# EXERCISE PROMPT
Reproduce the data that follows precisely.

# INFORMATION PROVIDED
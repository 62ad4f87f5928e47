//! IMAP commands.
//!
//! Only the read-only subset needed to gather mailbox statistics.

mod serialize;
mod tag_generator;
mod types;

use crate::types::SequenceSet;

pub use tag_generator::TagGenerator;
pub use types::{FetchAttribute, FetchItems};

pub(crate) use serialize::needs_literal;
use serialize::{write_astring, write_fetch_items};

/// IMAP command.
#[derive(Debug, Clone, PartialEq, Eq)]
pub enum Command {
    /// CAPABILITY command.
    Capability,
    /// STARTTLS command.
    StartTls,
    /// LOGIN command.
    Login {
        /// Username.
        username: String,
        /// Password.
        password: String,
    },
    /// LIST command.
    List {
        /// Reference name.
        reference: String,
        /// Mailbox pattern.
        pattern: String,
    },
    /// EXAMINE command (read-only SELECT).
    Examine {
        /// Raw mailbox name.
        mailbox: String,
    },
    /// SELECT command.
    Select {
        /// Raw mailbox name.
        mailbox: String,
    },
    /// `SEARCH ALL`.
    SearchAll,
    /// FETCH command.
    Fetch {
        /// Messages to fetch.
        sequence: SequenceSet,
        /// Items to fetch.
        items: FetchItems,
    },
    /// GETQUOTAROOT command (RFC 9208).
    GetQuotaRoot {
        /// Raw mailbox name.
        mailbox: String,
    },
    /// LOGOUT command.
    Logout,
}

impl Command {
    /// Returns the command name, for logs.
    #[must_use]
    pub const fn name(&self) -> &'static str {
        match self {
            Self::Capability => "CAPABILITY",
            Self::StartTls => "STARTTLS",
            Self::Login { .. } => "LOGIN",
            Self::List { .. } => "LIST",
            Self::Examine { .. } => "EXAMINE",
            Self::Select { .. } => "SELECT",
            Self::SearchAll => "SEARCH",
            Self::Fetch { .. } => "FETCH",
            Self::GetQuotaRoot { .. } => "GETQUOTAROOT",
            Self::Logout => "LOGOUT",
        }
    }

    /// Serializes the command to bytes with the given tag.
    #[must_use]
    pub fn serialize(&self, tag: &str) -> Vec<u8> {
        let mut buf = Vec::new();
        buf.extend_from_slice(tag.as_bytes());
        buf.push(b' ');

        match self {
            Self::Capability | Self::StartTls | Self::Logout => {
                buf.extend_from_slice(self.name().as_bytes());
            }

            Self::Login { username, password } => {
                buf.extend_from_slice(b"LOGIN ");
                write_astring(&mut buf, username);
                buf.push(b' ');
                write_astring(&mut buf, password);
            }

            Self::List { reference, pattern } => {
                buf.extend_from_slice(b"LIST ");
                write_astring(&mut buf, reference);
                buf.push(b' ');
                write_astring(&mut buf, pattern);
            }

            Self::Examine { mailbox }
            | Self::Select { mailbox }
            | Self::GetQuotaRoot { mailbox } => {
                buf.extend_from_slice(self.name().as_bytes());
                buf.push(b' ');
                write_astring(&mut buf, mailbox);
            }

            Self::SearchAll => buf.extend_from_slice(b"SEARCH ALL"),

            Self::Fetch { sequence, items } => {
                buf.extend_from_slice(format!("FETCH {sequence} ").as_bytes());
                write_fetch_items(&mut buf, items);
            }
        }

        buf.extend_from_slice(b"\r\n");
        buf
    }

    /// Returns the serialized command with credentials masked, for trace logs.
    #[must_use]
    pub fn redacted(&self, tag: &str) -> String {
        match self {
            Self::Login { username, .. } => {
                let mut buf = format!("{tag} LOGIN ").into_bytes();
                write_astring(&mut buf, username);
                buf.extend_from_slice(b" ****");
                String::from_utf8_lossy(&buf).into_owned()
            }
            _ => String::from_utf8_lossy(&self.serialize(tag)).trim_end().to_string(),
        }
    }
}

# YOUR SOLUTION
repository 62ad4f87f5928e47
//! IMAP commands.
//!
//! Only the read-only subset needed to gather mailbox statistics.

mod serialize;
mod tag_generator;
mod types;

use crate::types::SequenceSet;

pub use tag_generator::TagGenerator;
pub use types::{FetchAttribute, FetchItems};

pub(crate) use serialize::needs_literal;
use serialize::{write_astring, write_fetch_items};

/// IMAP command.
#[derive(Debug, Clone, PartialEq, Eq)]
pub enum Command {
    /// CAPABILITY command.
    Capability,
    /// STARTTLS command.
    StartTls,
    /// LOGIN command.
    Login {
        /// Username.
        username: String,
        /// Password.
        password: String,
    },
    /// LIST command.
    List {
        /// Reference name.
        reference: String,
        /// Mailbox pattern.
        pattern: String,
    },
    /// EXAMINE command (read-only SELECT).
    Examine {
        /// Raw mailbox name.
        mailbox: String,
    },
    /// SELECT command.
    Select {
        /// Raw mailbox name.
        mailbox: String,
    },
    /// `SEARCH ALL`.
    SearchAll,
    /// FETCH command.
    Fetch {
        /// Messages to fetch.
        sequence: SequenceSet,
        /// Items to fetch.
        items: FetchItems,
    },
    /// GETQUOTAROOT command (RFC 9208).
    GetQuotaRoot {
        /// Raw mailbox name.
        mailbox: String,
    },
    /// LOGOUT command.
    Logout,
}

impl Command {
    /// Returns the command name, for logs.
    #[must_use]
    pub const fn name(&self) -> &'static str {
        match self {
            Self::Capability => "CAPABILITY",
            Self::StartTls => "STARTTLS",
            Self::Login { .. } => "LOGIN",
            Self::List { .. } => "LIST",
            Self::Examine { .. } => "EXAMINE",
            Self::Select { .. } => "SELECT",
            Self::SearchAll => "SEARCH",
            Self::Fetch { .. } => "FETCH",
            Self::GetQuotaRoot { .. } => "GETQUOTAROOT",
            Self::Logout => "LOGOUT",
        }
    }

    /// Serializes the command to bytes with the given tag.
    #[must_use]
    pub fn serialize(&self, tag: &str) -> Vec<u8> {
        let mut buf = Vec::new();
        buf.extend_from_slice(tag.as_bytes());
        buf.push(b' ');

        match self {
            Self::Capability | Self::StartTls | Self::Logout => {
                buf.extend_from_slice(self.name().as_bytes());
            }

            Self::Login { username, password } => {
                buf.extend_from_slice(b"LOGIN ");
                write_astring(&mut buf, username);
                buf.push(b' ');
                write_astring(&mut buf, password);
            }

            Self::List { reference, pattern } => {
                buf.extend_from_slice(b"LIST ");
                write_astring(&mut buf, reference);
                buf.push(b' ');
                write_astring(&mut buf, pattern);
            }

            Self::Examine { mailbox }
            | Self::Select { mailbox }
            | Self::GetQuotaRoot { mailbox } => {
                buf.extend_from_slice(self.name().as_bytes());
                buf.push(b' ');
                write_astring(&mut buf, mailbox);
            }

            Self::SearchAll => buf.extend_from_slice(b"SEARCH ALL"),

            Self::Fetch { sequence, items } => {
                buf.extend_from_slice(format!("FETCH {sequence} ").as_bytes());
                write_fetch_items(&mut buf, items);
            }
        }

        buf.extend_from_slice(b"\r\n");
        buf
    }

    /// Returns the serialized command with credentials masked, for trace logs.
    #[must_use]
    pub fn redacted(&self, tag: &str) -> String {
        match self {
            Self::Login { username, .. } => {
                let mut buf = format!("{tag} LOGIN ").into_bytes();
                write_astring(&mut buf, username);
                buf.extend_from_slice(b" ****");
                String::from_utf8_lossy(&buf).into_owned()
            }
            _ => String::from_utf8_lossy(&self.serialize(tag)).trim_end().to_string(),
        }
    }
}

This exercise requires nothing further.